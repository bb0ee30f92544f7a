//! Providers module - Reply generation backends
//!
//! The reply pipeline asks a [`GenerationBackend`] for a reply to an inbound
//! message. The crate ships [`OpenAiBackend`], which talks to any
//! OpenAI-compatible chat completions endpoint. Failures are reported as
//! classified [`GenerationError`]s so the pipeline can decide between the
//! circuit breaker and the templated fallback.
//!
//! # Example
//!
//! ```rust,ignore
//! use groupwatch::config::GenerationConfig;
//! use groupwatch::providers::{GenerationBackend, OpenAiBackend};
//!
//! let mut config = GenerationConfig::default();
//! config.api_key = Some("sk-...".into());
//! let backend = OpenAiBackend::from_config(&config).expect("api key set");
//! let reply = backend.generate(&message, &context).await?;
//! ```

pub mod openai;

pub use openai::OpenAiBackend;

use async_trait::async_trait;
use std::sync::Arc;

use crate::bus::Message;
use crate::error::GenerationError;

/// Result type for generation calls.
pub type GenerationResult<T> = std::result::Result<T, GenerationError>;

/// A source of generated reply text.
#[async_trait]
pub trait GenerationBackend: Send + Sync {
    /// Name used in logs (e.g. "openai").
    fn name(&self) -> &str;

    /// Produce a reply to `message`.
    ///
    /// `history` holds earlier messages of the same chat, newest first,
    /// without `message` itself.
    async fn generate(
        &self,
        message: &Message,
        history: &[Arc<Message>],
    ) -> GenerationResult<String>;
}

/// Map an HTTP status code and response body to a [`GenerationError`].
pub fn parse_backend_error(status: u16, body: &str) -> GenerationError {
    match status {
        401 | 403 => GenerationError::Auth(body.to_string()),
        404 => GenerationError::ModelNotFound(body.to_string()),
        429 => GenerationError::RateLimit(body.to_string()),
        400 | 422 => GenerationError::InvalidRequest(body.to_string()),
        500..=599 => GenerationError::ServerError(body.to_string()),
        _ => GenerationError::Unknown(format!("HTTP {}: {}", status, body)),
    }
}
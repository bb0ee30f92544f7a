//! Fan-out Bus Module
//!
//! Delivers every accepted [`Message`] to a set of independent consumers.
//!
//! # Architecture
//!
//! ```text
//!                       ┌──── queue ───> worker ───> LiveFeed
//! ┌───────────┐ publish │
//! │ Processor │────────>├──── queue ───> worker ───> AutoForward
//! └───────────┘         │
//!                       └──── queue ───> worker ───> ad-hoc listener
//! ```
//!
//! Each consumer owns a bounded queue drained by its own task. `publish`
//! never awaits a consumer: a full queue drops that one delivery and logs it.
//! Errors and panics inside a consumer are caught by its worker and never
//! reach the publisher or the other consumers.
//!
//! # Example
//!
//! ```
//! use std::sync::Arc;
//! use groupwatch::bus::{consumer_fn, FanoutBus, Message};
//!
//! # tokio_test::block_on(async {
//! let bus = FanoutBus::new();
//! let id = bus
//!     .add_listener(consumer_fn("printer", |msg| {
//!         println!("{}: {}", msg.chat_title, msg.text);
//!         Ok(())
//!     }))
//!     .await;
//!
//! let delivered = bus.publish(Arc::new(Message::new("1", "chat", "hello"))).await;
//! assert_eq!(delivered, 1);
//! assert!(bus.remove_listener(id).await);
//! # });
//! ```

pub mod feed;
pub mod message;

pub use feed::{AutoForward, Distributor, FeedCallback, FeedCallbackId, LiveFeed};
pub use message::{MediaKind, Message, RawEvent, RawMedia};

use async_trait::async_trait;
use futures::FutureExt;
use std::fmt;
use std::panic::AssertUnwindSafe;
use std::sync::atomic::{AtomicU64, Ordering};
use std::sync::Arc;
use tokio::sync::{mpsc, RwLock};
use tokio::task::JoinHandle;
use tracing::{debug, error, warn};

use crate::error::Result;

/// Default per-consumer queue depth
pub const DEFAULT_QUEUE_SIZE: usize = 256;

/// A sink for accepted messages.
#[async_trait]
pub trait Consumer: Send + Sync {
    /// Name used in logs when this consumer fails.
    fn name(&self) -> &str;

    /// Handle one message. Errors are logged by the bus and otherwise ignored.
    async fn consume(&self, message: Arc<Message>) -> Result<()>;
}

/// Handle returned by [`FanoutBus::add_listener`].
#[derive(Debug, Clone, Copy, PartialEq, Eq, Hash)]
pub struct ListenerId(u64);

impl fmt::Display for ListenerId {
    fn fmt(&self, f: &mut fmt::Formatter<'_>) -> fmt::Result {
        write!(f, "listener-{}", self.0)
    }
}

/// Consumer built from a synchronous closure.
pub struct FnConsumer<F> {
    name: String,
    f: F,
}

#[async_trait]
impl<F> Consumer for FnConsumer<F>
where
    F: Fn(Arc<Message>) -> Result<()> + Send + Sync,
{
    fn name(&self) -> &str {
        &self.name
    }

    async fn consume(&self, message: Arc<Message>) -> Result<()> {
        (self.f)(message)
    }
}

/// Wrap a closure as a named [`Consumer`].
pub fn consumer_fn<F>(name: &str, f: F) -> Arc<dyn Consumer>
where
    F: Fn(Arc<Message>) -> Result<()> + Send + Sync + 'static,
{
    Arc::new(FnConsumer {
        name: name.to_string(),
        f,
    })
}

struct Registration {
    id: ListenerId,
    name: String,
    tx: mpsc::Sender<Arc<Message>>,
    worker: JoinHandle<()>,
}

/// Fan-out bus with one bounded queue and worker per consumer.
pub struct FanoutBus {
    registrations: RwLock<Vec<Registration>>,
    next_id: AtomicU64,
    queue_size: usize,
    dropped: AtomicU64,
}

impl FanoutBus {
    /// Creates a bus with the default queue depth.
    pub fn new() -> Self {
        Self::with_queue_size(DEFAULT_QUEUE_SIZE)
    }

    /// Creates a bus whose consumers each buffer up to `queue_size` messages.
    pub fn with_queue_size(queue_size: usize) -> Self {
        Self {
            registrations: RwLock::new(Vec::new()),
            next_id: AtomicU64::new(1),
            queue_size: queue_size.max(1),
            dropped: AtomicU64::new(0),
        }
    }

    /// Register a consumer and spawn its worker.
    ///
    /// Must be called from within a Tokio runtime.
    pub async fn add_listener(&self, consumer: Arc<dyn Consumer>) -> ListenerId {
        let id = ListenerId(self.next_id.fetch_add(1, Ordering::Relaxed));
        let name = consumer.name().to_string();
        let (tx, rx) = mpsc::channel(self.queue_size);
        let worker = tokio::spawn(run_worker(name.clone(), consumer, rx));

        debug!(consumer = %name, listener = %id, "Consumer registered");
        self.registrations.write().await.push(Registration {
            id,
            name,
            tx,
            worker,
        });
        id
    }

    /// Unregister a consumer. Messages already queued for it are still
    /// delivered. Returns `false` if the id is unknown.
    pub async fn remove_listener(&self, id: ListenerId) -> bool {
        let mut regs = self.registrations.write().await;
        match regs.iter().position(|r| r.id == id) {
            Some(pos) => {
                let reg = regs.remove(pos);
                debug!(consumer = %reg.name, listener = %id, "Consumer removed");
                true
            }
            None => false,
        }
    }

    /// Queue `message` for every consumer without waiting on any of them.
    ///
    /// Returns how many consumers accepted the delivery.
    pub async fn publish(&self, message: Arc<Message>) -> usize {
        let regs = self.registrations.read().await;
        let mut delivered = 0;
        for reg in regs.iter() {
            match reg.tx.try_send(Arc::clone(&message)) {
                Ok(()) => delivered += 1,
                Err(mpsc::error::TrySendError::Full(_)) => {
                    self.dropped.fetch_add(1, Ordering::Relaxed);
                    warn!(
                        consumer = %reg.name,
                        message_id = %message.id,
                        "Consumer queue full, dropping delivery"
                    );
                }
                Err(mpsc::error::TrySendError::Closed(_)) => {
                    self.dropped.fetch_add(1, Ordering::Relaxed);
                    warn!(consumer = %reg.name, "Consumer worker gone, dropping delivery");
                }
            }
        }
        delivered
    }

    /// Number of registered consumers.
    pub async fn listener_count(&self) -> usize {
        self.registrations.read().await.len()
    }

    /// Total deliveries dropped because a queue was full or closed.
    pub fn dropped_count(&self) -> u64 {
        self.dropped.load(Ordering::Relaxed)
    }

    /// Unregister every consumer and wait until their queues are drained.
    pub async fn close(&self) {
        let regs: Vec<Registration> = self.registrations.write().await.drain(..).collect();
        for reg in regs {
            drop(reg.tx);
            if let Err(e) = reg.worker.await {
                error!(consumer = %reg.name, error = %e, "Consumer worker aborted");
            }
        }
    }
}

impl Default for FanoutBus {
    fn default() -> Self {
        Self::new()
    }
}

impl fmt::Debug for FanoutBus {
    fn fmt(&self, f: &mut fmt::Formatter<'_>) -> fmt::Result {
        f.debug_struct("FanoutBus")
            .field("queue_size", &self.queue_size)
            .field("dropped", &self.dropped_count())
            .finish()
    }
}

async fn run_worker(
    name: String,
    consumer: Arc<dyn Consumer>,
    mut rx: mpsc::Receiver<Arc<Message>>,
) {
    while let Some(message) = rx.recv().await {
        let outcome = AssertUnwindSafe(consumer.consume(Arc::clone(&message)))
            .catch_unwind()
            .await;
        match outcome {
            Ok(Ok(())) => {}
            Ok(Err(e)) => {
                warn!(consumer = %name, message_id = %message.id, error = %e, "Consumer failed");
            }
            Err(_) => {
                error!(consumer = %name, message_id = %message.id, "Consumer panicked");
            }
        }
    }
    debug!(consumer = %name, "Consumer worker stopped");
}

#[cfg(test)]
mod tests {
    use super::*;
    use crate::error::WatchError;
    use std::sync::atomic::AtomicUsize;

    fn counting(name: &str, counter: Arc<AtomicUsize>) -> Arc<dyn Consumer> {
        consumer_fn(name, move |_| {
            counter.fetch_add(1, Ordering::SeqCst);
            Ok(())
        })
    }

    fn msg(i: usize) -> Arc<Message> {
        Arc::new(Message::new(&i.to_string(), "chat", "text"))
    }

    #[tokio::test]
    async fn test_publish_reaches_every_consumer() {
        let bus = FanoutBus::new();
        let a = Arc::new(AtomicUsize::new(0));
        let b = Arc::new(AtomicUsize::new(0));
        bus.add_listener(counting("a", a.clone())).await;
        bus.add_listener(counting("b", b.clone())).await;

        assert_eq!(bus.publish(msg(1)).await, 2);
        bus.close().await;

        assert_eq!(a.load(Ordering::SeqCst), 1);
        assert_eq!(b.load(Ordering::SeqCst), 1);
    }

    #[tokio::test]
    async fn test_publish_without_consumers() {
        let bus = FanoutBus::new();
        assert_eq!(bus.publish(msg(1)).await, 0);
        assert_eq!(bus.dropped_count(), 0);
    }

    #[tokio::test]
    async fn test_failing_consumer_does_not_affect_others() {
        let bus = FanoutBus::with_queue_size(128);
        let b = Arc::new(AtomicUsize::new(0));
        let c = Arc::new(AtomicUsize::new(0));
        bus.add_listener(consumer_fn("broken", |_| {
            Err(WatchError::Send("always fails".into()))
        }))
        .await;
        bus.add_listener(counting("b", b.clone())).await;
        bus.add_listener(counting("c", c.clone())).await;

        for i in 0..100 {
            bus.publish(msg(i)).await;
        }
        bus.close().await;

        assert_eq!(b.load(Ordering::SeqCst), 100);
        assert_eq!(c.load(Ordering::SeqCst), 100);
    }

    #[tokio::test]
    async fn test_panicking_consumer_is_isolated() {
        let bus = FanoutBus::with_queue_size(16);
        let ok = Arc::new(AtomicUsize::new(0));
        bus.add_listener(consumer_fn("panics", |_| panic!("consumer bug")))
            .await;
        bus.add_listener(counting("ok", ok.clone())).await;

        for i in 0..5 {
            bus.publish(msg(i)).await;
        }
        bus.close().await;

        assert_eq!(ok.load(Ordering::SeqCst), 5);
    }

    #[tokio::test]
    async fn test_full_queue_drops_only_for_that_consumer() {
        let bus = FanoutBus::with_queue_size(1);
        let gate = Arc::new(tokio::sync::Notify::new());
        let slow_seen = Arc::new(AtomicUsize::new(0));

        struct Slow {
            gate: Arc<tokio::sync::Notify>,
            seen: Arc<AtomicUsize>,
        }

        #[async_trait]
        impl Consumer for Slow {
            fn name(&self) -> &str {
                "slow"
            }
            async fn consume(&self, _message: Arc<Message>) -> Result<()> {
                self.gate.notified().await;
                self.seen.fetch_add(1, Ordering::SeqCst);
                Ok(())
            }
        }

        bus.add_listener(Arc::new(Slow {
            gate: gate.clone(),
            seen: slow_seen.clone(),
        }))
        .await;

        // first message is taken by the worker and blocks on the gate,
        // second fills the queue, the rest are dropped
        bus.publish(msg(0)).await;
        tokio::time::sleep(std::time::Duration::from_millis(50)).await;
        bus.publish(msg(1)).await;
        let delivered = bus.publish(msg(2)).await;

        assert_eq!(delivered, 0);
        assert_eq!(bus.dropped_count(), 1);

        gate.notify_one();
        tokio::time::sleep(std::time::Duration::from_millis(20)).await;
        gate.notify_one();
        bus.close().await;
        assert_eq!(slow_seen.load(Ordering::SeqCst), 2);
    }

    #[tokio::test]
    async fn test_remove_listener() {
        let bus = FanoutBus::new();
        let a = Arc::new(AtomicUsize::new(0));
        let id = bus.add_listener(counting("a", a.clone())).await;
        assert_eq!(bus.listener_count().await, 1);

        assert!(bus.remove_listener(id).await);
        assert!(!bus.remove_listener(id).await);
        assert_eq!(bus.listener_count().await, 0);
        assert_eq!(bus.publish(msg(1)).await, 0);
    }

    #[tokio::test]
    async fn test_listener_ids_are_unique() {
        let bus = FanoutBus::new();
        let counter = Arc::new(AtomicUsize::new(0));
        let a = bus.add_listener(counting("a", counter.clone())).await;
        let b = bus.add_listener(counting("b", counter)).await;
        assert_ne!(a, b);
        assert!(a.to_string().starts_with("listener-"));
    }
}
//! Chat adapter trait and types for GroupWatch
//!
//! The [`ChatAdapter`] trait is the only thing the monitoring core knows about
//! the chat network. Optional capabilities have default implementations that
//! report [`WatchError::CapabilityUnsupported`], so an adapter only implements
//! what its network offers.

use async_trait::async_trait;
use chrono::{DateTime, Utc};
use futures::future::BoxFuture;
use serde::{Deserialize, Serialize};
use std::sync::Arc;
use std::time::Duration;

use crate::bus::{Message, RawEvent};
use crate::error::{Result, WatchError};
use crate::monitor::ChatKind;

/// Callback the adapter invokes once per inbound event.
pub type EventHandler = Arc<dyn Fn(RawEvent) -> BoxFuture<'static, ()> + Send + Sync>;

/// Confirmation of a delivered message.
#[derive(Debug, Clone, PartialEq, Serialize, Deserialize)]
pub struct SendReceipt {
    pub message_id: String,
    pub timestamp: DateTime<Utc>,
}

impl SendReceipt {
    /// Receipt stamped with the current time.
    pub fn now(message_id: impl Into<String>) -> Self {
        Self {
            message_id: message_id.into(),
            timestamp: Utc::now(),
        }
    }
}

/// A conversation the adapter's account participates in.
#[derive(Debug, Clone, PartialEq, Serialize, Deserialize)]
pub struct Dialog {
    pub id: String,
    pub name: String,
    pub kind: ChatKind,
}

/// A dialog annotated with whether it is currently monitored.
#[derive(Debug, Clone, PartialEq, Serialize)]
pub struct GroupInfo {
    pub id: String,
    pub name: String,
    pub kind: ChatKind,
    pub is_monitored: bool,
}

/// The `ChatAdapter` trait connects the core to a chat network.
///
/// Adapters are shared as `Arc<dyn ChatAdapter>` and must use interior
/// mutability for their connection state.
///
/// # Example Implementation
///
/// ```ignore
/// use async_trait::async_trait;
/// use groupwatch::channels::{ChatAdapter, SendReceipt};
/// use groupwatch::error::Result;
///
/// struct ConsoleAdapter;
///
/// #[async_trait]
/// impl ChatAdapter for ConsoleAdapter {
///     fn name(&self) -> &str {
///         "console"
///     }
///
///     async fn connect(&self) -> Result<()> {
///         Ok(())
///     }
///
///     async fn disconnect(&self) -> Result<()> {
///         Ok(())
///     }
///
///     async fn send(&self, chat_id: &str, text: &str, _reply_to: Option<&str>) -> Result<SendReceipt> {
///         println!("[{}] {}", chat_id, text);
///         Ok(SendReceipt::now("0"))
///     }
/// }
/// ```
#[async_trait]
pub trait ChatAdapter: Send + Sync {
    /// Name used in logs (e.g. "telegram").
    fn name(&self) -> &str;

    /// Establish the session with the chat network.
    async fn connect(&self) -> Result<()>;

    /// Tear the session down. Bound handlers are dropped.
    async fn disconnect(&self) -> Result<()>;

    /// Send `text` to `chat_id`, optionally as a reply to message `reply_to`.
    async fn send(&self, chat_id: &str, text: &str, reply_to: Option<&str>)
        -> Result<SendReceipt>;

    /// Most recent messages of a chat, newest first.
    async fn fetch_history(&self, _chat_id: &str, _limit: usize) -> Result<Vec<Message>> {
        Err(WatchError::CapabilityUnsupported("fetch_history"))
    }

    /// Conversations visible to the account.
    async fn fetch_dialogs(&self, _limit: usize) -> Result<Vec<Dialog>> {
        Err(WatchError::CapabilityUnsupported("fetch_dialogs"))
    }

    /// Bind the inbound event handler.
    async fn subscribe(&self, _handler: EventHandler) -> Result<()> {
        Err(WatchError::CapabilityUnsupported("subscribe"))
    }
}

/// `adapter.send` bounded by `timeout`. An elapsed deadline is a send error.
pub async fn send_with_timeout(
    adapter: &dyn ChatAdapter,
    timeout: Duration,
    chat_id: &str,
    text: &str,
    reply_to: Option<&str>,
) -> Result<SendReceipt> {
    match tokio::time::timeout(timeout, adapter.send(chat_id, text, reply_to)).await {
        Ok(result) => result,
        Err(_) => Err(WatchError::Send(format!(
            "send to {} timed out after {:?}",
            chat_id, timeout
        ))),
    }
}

++++++++++

__What is expected__: Scan the material above. Return every line containing the string "mpsc".

__Exercise response__:
use tokio::sync::{mpsc, RwLock};
    tx: mpsc::Sender<Arc<Message>>,
        let (tx, rx) = mpsc::channel(self.queue_size);
                Err(mpsc::error::TrySendError::Full(_)) => {
                Err(mpsc::error::TrySendError::Closed(_)) => {
    mut rx: mpsc::Receiver<Arc<Message>>,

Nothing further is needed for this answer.